(Items listed in a dataset)
________________________
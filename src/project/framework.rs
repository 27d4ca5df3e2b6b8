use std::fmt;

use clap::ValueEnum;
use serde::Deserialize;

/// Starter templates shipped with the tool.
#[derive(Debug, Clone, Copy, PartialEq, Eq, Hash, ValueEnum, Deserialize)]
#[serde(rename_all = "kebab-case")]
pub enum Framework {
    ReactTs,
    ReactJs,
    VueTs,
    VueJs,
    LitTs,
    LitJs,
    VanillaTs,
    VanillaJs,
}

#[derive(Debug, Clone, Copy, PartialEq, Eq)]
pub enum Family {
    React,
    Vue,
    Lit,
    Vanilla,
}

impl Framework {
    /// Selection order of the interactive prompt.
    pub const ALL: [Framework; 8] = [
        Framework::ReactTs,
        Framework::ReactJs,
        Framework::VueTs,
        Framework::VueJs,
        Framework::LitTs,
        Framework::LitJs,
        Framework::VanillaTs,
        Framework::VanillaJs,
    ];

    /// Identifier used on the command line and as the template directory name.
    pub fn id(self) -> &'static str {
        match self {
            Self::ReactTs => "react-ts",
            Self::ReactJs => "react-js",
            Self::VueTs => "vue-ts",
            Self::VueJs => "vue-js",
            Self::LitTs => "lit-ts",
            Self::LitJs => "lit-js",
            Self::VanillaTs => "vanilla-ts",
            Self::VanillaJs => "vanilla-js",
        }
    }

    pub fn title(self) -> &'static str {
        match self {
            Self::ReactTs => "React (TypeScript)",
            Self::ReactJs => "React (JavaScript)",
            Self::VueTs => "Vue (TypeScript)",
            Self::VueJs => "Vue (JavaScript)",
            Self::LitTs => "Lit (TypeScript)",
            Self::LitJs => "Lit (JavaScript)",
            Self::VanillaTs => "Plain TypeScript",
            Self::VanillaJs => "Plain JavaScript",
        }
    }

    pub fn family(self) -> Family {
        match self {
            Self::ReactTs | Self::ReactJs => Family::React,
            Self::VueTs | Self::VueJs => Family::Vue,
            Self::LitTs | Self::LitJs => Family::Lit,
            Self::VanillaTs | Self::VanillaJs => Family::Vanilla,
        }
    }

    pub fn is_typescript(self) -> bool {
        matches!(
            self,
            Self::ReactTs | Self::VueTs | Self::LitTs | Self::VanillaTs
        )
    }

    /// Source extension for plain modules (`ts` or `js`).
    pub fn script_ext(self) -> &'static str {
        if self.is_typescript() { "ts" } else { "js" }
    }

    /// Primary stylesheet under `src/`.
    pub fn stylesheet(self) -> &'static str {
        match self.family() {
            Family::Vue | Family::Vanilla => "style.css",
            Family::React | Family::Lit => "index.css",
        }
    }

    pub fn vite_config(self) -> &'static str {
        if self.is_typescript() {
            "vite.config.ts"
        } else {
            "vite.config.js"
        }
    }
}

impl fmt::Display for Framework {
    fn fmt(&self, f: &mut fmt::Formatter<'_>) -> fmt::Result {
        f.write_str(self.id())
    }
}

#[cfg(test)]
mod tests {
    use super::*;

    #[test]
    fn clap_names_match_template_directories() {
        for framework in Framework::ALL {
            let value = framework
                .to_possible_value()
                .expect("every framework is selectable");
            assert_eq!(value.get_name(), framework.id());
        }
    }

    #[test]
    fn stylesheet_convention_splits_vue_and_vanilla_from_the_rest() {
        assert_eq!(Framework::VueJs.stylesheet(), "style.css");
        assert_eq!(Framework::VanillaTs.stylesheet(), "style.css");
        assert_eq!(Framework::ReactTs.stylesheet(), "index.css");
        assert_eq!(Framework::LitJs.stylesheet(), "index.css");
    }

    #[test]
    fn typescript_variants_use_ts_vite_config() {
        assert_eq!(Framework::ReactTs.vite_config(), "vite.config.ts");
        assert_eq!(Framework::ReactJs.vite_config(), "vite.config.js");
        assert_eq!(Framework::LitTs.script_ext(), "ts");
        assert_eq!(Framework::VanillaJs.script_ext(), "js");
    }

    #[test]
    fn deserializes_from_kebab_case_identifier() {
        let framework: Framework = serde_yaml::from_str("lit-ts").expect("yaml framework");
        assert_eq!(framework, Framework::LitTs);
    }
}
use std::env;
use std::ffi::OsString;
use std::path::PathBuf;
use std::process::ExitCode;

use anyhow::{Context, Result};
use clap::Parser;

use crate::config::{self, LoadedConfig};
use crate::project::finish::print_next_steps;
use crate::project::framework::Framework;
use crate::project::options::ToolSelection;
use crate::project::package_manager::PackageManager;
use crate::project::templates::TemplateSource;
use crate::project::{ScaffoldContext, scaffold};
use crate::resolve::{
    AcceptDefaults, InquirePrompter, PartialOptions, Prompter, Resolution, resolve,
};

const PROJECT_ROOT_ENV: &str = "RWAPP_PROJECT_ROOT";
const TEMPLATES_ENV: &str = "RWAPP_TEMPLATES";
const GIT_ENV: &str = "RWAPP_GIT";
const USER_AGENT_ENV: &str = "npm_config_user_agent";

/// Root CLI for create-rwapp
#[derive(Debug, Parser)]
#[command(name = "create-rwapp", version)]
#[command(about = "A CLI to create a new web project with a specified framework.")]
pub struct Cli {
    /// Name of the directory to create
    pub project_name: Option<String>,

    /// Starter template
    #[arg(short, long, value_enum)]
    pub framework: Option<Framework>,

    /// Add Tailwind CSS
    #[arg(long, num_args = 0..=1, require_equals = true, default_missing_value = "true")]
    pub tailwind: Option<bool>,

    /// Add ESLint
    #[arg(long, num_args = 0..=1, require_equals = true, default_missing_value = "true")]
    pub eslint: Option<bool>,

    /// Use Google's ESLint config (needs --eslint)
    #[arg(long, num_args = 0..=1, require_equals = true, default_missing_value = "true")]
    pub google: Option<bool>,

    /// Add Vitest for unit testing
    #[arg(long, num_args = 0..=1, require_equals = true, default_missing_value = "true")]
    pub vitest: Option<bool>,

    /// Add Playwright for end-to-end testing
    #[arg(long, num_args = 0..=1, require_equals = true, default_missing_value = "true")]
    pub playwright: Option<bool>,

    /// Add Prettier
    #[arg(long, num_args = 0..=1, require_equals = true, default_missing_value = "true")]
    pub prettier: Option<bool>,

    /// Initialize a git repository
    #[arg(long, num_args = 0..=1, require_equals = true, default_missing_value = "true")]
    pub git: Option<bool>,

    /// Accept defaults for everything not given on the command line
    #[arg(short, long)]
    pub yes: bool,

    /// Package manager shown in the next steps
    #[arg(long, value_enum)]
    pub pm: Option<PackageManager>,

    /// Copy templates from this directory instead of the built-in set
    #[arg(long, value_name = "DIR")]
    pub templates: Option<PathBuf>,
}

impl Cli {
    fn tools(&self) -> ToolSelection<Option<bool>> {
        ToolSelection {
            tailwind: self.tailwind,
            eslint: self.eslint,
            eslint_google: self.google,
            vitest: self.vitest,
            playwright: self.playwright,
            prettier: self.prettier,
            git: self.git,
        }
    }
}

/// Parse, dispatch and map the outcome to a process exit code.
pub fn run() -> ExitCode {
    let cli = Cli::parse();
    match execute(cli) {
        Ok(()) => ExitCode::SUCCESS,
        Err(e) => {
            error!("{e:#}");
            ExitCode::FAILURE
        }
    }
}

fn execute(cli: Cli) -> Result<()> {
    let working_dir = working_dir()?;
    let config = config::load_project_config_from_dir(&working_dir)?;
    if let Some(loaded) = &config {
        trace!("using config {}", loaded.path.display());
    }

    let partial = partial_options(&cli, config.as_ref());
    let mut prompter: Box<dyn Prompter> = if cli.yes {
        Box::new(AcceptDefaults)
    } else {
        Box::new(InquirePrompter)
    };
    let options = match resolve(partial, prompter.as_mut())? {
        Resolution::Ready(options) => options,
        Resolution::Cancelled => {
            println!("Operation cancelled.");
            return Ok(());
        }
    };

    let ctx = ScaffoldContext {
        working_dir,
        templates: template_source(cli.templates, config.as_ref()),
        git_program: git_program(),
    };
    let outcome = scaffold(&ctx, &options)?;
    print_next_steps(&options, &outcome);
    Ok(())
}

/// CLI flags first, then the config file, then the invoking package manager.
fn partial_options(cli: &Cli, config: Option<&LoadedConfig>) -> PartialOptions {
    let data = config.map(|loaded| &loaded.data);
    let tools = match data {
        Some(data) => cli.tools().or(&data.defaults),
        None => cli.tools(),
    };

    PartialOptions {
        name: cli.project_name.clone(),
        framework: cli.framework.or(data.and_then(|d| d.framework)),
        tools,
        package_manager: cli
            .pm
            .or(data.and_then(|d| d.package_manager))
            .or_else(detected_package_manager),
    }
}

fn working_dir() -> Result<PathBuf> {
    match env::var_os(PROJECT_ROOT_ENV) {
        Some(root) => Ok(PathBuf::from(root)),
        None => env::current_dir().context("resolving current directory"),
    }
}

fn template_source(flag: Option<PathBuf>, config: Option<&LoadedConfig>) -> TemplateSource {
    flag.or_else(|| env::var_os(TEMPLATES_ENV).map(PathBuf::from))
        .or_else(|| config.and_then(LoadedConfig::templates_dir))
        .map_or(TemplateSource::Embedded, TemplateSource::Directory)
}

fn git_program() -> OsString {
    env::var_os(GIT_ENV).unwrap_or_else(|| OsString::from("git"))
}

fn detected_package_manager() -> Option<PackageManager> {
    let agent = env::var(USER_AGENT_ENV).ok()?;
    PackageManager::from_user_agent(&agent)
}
________________________
[What you are asked to do]: Write down again, exactly as given, only the lines above that fall from the line with "Self::VanillaTs | Self::VanillaJs" to the line with "pub fn vite_config(self)", inclusive.

[Problem solution]:
            Self::VanillaTs | Self::VanillaJs => Family::Vanilla,
        }
    }

    pub fn is_typescript(self) -> bool {
        matches!(
            self,
            Self::ReactTs | Self::VueTs | Self::LitTs | Self::VanillaTs
        )
    }

    /// Source extension for plain modules (`ts` or `js`).
    pub fn script_ext(self) -> &'static str {
        if self.is_typescript() { "ts" } else { "js" }
    }

    /// Primary stylesheet under `src/`.
    pub fn stylesheet(self) -> &'static str {
        match self.family() {
            Family::Vue | Family::Vanilla => "style.css",
            Family::React | Family::Lit => "index.css",
        }
    }

    pub fn vite_config(self) -> &'static str {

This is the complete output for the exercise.